What to work on —
Search the data below for the word "true" and copy each line that holds it.

Input records —
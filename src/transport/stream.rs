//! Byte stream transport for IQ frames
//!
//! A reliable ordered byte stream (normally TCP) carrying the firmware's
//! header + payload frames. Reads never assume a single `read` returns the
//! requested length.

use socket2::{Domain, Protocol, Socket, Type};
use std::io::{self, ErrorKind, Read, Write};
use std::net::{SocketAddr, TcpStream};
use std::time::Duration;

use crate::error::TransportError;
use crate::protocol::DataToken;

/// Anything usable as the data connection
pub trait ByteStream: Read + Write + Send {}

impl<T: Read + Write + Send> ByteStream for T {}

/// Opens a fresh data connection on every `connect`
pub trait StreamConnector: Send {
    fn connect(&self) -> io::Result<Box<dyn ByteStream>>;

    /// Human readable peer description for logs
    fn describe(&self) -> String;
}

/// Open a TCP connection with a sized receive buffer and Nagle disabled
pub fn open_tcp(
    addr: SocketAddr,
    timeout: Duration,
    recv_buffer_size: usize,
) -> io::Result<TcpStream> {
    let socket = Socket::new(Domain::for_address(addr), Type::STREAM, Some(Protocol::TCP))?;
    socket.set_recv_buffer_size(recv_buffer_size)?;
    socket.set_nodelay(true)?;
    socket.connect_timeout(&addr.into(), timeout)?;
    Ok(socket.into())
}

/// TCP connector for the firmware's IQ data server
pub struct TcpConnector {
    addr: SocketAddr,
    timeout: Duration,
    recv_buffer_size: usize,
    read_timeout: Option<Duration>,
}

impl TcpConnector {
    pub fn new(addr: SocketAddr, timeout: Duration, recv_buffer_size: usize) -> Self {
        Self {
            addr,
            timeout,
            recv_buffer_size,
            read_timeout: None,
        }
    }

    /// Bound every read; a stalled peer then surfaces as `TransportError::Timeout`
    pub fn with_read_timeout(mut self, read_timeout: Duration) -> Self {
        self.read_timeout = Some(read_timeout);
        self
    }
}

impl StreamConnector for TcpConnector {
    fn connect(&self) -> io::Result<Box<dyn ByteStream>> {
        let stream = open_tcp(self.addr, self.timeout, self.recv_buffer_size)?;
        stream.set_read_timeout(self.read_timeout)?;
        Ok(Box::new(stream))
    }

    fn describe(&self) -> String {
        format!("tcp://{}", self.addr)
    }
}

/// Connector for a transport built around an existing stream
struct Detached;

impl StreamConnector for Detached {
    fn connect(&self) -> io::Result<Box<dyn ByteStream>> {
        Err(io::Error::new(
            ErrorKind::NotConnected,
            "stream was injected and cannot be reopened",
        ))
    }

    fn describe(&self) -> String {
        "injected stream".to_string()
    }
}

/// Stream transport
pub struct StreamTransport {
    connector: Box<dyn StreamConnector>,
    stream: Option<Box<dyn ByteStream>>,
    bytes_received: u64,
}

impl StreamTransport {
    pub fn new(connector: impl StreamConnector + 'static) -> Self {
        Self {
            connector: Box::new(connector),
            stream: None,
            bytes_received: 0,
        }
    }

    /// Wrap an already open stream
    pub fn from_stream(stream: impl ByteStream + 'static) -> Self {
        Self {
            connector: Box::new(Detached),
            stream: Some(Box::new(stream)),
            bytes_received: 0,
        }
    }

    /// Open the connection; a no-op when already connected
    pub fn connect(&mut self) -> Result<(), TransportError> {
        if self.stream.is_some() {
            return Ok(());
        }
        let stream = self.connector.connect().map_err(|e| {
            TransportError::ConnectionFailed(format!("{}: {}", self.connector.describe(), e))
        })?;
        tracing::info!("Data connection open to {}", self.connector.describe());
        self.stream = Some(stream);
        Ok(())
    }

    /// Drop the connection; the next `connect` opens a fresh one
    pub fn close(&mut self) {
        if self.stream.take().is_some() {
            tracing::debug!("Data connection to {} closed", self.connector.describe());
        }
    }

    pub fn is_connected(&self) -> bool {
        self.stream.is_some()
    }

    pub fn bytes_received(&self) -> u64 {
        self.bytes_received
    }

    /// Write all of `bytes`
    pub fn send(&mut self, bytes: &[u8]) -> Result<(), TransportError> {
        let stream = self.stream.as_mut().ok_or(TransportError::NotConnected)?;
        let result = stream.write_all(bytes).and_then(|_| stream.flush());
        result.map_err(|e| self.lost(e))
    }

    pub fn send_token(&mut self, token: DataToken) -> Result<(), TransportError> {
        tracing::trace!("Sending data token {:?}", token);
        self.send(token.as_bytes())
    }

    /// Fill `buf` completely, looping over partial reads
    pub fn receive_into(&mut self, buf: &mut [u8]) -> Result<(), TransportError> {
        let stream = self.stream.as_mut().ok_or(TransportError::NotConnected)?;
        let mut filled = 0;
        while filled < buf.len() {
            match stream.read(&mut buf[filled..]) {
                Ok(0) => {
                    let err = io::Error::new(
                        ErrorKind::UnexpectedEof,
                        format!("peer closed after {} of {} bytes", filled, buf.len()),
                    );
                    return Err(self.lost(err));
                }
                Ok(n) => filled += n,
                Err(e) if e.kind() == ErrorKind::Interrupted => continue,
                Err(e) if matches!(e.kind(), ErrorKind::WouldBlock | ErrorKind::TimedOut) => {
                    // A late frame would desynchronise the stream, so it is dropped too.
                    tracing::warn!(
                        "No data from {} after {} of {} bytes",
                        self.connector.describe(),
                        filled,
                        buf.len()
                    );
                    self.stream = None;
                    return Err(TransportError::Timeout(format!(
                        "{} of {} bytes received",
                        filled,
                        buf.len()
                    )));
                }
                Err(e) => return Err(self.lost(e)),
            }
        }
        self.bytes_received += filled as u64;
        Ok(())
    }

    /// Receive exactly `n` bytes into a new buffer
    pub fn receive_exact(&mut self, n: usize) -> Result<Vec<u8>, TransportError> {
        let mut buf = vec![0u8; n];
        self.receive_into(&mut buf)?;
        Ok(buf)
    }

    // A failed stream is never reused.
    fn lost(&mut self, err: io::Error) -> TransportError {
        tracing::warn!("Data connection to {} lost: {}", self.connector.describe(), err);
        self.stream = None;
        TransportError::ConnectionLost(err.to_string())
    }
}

...

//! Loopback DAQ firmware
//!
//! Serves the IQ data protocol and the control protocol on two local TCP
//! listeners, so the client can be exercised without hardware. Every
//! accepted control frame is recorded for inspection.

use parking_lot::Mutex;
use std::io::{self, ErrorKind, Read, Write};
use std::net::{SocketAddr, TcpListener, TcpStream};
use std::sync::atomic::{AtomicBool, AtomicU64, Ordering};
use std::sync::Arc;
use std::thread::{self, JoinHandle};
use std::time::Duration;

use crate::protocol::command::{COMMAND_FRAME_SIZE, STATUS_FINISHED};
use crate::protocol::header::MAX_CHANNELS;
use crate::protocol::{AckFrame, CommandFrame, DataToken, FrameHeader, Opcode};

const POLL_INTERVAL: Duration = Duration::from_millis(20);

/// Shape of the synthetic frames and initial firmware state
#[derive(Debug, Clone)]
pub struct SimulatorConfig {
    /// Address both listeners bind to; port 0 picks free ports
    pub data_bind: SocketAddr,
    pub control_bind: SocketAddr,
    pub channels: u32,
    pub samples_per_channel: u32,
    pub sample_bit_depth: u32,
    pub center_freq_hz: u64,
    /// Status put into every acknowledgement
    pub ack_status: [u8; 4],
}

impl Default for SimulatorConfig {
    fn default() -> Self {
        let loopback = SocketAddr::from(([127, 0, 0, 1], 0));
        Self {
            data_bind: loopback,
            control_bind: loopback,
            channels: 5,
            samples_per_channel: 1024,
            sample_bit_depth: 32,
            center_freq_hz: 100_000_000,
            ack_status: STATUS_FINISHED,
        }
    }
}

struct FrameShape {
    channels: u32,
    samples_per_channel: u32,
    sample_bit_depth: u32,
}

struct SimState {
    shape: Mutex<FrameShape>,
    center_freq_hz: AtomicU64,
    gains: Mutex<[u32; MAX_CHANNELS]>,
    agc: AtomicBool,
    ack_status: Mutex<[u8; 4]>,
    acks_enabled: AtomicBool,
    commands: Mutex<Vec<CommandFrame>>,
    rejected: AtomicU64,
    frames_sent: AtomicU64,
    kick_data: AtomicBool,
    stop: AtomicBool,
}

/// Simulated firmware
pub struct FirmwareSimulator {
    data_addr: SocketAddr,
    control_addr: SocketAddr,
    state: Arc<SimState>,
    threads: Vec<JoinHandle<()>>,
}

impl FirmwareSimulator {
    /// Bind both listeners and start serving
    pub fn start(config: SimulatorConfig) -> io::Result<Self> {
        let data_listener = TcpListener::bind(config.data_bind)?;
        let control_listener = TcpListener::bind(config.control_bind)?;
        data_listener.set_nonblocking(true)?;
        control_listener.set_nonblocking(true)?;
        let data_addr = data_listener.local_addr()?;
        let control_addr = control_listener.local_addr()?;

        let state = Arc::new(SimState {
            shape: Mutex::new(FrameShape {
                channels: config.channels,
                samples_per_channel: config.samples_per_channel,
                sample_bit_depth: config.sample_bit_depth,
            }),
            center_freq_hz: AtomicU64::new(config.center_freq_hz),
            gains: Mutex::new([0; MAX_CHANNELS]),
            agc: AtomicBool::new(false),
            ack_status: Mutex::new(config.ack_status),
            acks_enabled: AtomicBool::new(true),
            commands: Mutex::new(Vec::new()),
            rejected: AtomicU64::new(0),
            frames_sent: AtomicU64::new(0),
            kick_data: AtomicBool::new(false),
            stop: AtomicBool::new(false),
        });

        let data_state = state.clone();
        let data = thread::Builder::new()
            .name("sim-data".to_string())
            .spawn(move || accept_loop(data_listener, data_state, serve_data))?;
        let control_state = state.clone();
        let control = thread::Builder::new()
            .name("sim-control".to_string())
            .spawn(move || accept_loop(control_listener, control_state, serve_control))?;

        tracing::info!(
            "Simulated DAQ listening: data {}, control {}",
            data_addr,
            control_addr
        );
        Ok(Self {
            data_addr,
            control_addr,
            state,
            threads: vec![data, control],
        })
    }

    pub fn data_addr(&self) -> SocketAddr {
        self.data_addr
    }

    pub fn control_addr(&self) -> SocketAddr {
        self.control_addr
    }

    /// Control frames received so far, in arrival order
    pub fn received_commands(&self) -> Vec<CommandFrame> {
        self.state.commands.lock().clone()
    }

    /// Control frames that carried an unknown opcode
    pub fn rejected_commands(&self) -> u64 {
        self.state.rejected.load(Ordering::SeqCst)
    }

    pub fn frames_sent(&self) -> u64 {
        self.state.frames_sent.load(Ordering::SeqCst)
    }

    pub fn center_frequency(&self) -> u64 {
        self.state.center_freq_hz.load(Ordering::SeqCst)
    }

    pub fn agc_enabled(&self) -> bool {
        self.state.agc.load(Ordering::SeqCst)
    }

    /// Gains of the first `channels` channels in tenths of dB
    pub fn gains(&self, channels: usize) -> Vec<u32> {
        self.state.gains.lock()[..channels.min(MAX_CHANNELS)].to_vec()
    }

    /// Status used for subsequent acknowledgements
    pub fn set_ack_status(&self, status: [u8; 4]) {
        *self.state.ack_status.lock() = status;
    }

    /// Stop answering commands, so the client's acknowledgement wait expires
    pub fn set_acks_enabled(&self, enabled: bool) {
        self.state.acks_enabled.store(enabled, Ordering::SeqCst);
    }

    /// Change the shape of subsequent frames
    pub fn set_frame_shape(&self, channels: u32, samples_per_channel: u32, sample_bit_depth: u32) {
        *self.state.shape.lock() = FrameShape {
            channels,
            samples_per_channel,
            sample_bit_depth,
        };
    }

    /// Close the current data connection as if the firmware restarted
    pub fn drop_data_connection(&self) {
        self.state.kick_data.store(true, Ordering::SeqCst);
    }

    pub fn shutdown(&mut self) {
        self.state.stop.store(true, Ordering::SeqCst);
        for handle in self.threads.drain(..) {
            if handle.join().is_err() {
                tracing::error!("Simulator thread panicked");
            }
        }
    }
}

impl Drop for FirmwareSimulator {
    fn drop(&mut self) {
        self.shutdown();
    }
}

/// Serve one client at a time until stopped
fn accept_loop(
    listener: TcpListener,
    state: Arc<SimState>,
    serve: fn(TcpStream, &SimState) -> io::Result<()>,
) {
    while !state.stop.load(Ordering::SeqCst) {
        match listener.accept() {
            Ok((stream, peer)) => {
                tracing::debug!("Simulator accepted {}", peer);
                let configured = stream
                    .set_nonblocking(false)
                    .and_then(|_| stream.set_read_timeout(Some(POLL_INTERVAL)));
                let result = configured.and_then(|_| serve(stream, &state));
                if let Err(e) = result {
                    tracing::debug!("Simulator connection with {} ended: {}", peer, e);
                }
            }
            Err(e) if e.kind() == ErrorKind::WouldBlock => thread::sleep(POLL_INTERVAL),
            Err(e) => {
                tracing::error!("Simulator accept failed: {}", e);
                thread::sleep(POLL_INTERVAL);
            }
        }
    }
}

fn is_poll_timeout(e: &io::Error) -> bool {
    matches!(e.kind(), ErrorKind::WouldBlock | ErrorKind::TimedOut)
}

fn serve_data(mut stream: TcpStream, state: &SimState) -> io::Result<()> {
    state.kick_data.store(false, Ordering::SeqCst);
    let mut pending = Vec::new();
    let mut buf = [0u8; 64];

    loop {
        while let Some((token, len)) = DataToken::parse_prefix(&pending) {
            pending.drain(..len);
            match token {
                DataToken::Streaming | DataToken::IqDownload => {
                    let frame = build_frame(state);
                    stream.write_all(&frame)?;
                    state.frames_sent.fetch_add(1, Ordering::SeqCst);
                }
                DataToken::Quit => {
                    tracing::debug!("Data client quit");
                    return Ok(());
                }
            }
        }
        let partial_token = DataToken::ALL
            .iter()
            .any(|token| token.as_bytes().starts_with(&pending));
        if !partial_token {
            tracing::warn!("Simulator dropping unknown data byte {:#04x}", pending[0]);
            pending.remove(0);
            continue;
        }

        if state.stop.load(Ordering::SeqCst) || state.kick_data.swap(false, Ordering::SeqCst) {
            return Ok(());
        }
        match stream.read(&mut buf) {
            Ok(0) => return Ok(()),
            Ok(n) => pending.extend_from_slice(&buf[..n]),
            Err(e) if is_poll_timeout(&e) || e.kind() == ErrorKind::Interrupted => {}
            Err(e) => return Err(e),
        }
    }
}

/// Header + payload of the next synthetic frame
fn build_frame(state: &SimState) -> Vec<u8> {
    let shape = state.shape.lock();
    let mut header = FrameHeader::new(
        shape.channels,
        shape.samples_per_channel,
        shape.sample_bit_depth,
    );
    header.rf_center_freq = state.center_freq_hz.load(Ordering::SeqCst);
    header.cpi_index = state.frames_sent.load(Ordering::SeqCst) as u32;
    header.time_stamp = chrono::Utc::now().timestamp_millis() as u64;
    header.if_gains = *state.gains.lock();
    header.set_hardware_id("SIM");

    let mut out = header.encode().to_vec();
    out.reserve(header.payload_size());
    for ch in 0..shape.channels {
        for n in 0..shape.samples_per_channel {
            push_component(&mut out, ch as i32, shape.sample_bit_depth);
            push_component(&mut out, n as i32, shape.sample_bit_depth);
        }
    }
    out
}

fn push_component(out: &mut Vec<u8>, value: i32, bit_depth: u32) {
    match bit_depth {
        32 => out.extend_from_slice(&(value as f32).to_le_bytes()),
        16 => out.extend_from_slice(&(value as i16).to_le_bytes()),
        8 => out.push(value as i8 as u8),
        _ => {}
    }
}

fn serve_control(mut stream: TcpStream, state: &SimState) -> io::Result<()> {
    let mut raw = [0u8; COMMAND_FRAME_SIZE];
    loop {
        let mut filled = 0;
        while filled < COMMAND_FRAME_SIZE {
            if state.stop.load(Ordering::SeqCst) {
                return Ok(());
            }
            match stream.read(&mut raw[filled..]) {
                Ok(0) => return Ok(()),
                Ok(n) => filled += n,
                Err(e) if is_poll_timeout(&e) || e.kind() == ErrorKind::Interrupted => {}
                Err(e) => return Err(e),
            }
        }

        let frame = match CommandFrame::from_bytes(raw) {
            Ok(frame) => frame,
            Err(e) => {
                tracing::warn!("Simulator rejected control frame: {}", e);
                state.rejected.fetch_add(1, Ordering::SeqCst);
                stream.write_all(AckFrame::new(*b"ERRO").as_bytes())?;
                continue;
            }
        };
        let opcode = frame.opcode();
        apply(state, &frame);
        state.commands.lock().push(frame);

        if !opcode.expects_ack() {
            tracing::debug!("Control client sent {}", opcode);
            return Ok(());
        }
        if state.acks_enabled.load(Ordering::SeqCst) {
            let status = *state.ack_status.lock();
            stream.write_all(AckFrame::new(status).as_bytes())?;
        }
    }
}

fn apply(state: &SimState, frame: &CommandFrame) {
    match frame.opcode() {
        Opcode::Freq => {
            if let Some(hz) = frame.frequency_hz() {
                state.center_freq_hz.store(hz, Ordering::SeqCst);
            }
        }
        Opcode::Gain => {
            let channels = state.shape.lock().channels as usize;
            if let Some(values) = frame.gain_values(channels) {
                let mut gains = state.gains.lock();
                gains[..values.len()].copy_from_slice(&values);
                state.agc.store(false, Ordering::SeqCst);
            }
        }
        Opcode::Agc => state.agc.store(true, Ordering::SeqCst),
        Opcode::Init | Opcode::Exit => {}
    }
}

Exercise result —
    socket.set_nodelay(true)?;
        data_listener.set_nonblocking(true)?;
        control_listener.set_nonblocking(true)?;
            acks_enabled: AtomicBool::new(true),
        self.state.kick_data.store(true, Ordering::SeqCst);
        self.state.stop.store(true, Ordering::SeqCst);
        Opcode::Agc => state.agc.store(true, Ordering::SeqCst),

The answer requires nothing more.